Donald Knuth is the American computer scientist whose lifelong project of writing The Art of Computer Programming — begun in 1962 and still in progress — is the closest counterpart in American computing to Dijkstra's EWD series. Knuth received the Turing Award in 1974 for "major contributions to the analysis of algorithms and the design of programming languages, and in particular for his contributions to 'the art of computer programming'." His 1974 paper "Structured Programming with go to Statements" was the most rigorous defense of disciplined go to use and the most serious opponent of Dijkstra's 1968 position. Knuth also invented TeX, the typesetting system, which he wrote in the late 1970s and has maintained as a public good ever since — an operational demonstration of the kind of patient, discipline-respecting work that Dijkstra's framework demands.
Knuth and Dijkstra shared a commitment to rigor and elegance but differed on the extent to which abstract principles should be enforced against practical counter-examples. Dijkstra's position was that the principles define the discipline, and practical difficulties are symptoms of the discipline's absence. Knuth's position was that the principles guide the discipline, but specific cases may warrant controlled exceptions where the structural alternatives would be awkward. The 1974 paper on go to statements is the most careful working-through of this disagreement.
The Art of Computer Programming is Knuth's magnum opus — a multi-volume analysis of algorithms that has been continuously published and revised since 1968. The volumes combine mathematical rigor with careful historical scholarship and engineering sensitivity, and they are, like the EWDs, a model of what patient technical writing looks like. The comparison with Dijkstra's corpus is instructive: where Dijkstra wrote short, dense, polemical manuscripts aimed at changing the profession's habits, Knuth wrote long, patient expositions aimed at building a permanent record of what algorithms are and how they work.
TeX, the typesetting system Knuth wrote between 1977 and 1989, is perhaps the most Dijkstrian piece of software in widespread use. It has been essentially bug-free for decades — Knuth famously pays small cash rewards for bugs, and the rewards are rarely claimed. The program was designed to the standards Dijkstra advocated: specified carefully, constructed deliberately, verified thoroughly, and frozen once completed rather than continuously "improved." It is a working demonstration that the Dijkstrian discipline is achievable when the builder is willing to sustain it.
Knuth's Turing lecture, "Computer Programming as an Art" (1974), argued that programming is both a science and an art — a position that diverges slightly from Dijkstra's more uncompromising insistence on programming as applied mathematics. The difference matters less than it appears. Both framings agree that programming demands rigor, discipline, and care; they disagree on the rhetorical register in which the demand should be made.
Knuth was born in 1938 in Milwaukee and educated at Case Institute of Technology and Caltech. He taught at Caltech and then at Stanford from 1968, where he has spent the rest of his career. He stopped giving public lectures in the early 2010s in order to concentrate on completing The Art of Computer Programming, and as of the mid-2020s continues to work on the remaining volumes.
His other major works include Concrete Mathematics (with Graham and Patashnik, 1989), Selected Papers on Computer Science, and the reflective Things a Computer Scientist Rarely Talks About (2001).
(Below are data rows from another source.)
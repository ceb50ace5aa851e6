//! Error types for the XML reading layer.
//!
//! Uses [`thiserror`] for ergonomic error derivation. Provides
//! [`ParseError`] that wraps XML-level failures and converts to
//! [`AltoError`] for unified handling across the library.

use altopress_core::AltoError;
use thiserror::Error;

/// Error type for METS/ALTO reading operations.
#[derive(Debug, Error)]
pub enum ParseError {
    /// The stream is not well-formed XML.
    #[error("XML error: {0}")]
    Xml(#[from] roxmltree::Error),

    /// The stream is not valid UTF-8.
    #[error("encoding error: {0}")]
    Encoding(#[from] std::str::Utf8Error),

    /// The XML is well-formed but lacks required structure.
    #[error("missing structure: {0}")]
    MissingStructure(String),

    /// Error reading the underlying stream.
    #[error("I/O error: {0}")]
    Io(#[from] std::io::Error),
}

impl From<ParseError> for AltoError {
    fn from(err: ParseError) -> Self {
        match err {
            ParseError::Io(e) => AltoError::Io(e.to_string()),
            other => AltoError::MalformedDocument(other.to_string()),
        }
    }
}
impl Structure {
    fn from_mets(mets: &MetsDocument) -> Self {
        let mut structure = Structure::default();

        for page in &mets.physical_pages {
            for area in &page.areas {
                structure.parts_coord.insert(
                    area.id.clone(),
                    PartCoord {
                        shape: area.coord_type.clone(),
                        coords: area.coords.clone(),
                    },
                );
            }
        }

        // Forward and inverse maps from the same pass over the same
        // parse, so they are inverses by construction.
        for group in &mets.link_groups {
            let mut locators = group.locators.iter();
            let Some(first) = locators.next() else {
                continue;
            };
            let article_id = first.id.clone();
            if let Some(label) = &first.page_part {
                structure.page_parts.insert(first.id.clone(), label.clone());
            }

            let mut area_ids = Vec::new();
            for locator in locators {
                if structure.article_lookup.contains_key(&locator.id) {
                    warn!(
                        area = %locator.id,
                        article = %article_id,
                        "area already linked to another article, keeping the first link"
                    );
                    continue;
                }
                if let Some(label) = &locator.page_part {
                    structure.page_parts.insert(locator.id.clone(), label.clone());
                }
                structure
                    .article_lookup
                    .insert(locator.id.clone(), article_id.clone());
                area_ids.push(locator.id.clone());
            }
            structure.locators.insert(article_id, area_ids);
        }

        structure
    }
}

/// One article resolved out of the structural sections: its areas paired
/// with their text blocks, in structLink order.
#[derive(Debug, Clone)]
pub struct Article {
    pub id: String,
    pub parts: Vec<ArticlePart>,
}

/// One area of an article together with the text block that carries its
/// OCR content. The text block is annotated with the area's shape,
/// coordinates, and page-part label.
#[derive(Debug, Clone)]
pub struct ArticlePart {
    pub area: Area,
    pub textblock: TextBlock,
}

/// One document of an archive: parsed METS metadata plus lazily loaded
/// pages and derived structure.
///
/// The METS stream is parsed once at construction. Structure, pages, and
/// articles are computed on first access and memoized behind
/// compute-once cells — `None` in a cell unambiguously means "not yet
/// computed"; a computed-but-empty collection is a valid value and is
/// cached as such.
#[derive(Debug)]
pub struct Document<'a> {
    archive: &'a Archive,
    code: String,
    mets: MetsDocument,
    article_ids: Vec<String>,
    year: Option<i32>,
    years: Vec<i32>,
    page_codes: Vec<String>,
    structure: OnceLock<Structure>,
    pages: OnceLock<Vec<Page>>,
    articles: OnceLock<Vec<Article>>,
}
His TeX and Metafont systems are foundational infrastructure for academic publishing.
The Art of Computer Programming. The multi-volume work begun in 1962 and still in progress — the closest American counterpart to Dijkstra's EWD series and a model of patient technical scholarship.
Defense of disciplined go to. The 1974 paper that argued for controlled exceptions to Dijkstra's position and has been absorbed into mainstream practice as the reasonable middle path.
TeX as Dijkstrian artifact. The typesetting system Knuth wrote in the late 1970s and has maintained as a public good — essentially bug-free, specified carefully, frozen once complete.
Programming as art and science. Knuth's 1974 Turing lecture argued that programming is both, a slightly softer framing than Dijkstra's applied-mathematics position.
Algorithm analysis as discipline. Knuth's rigor about asymptotic analysis and worst-case behavior is a close cousin of Dijkstra's insistence on provable correctness — the same discipline applied at the level of performance rather than functional behavior.
The Dijkstra-Knuth difference on go to has sometimes been portrayed as a major schism; it is more accurately a narrow technical disagreement inside a broad agreement on fundamentals. Both believed programming is a demanding discipline requiring rigor and patience. Both wrote at length about what that discipline looks like. Their styles differed more than their conclusions did.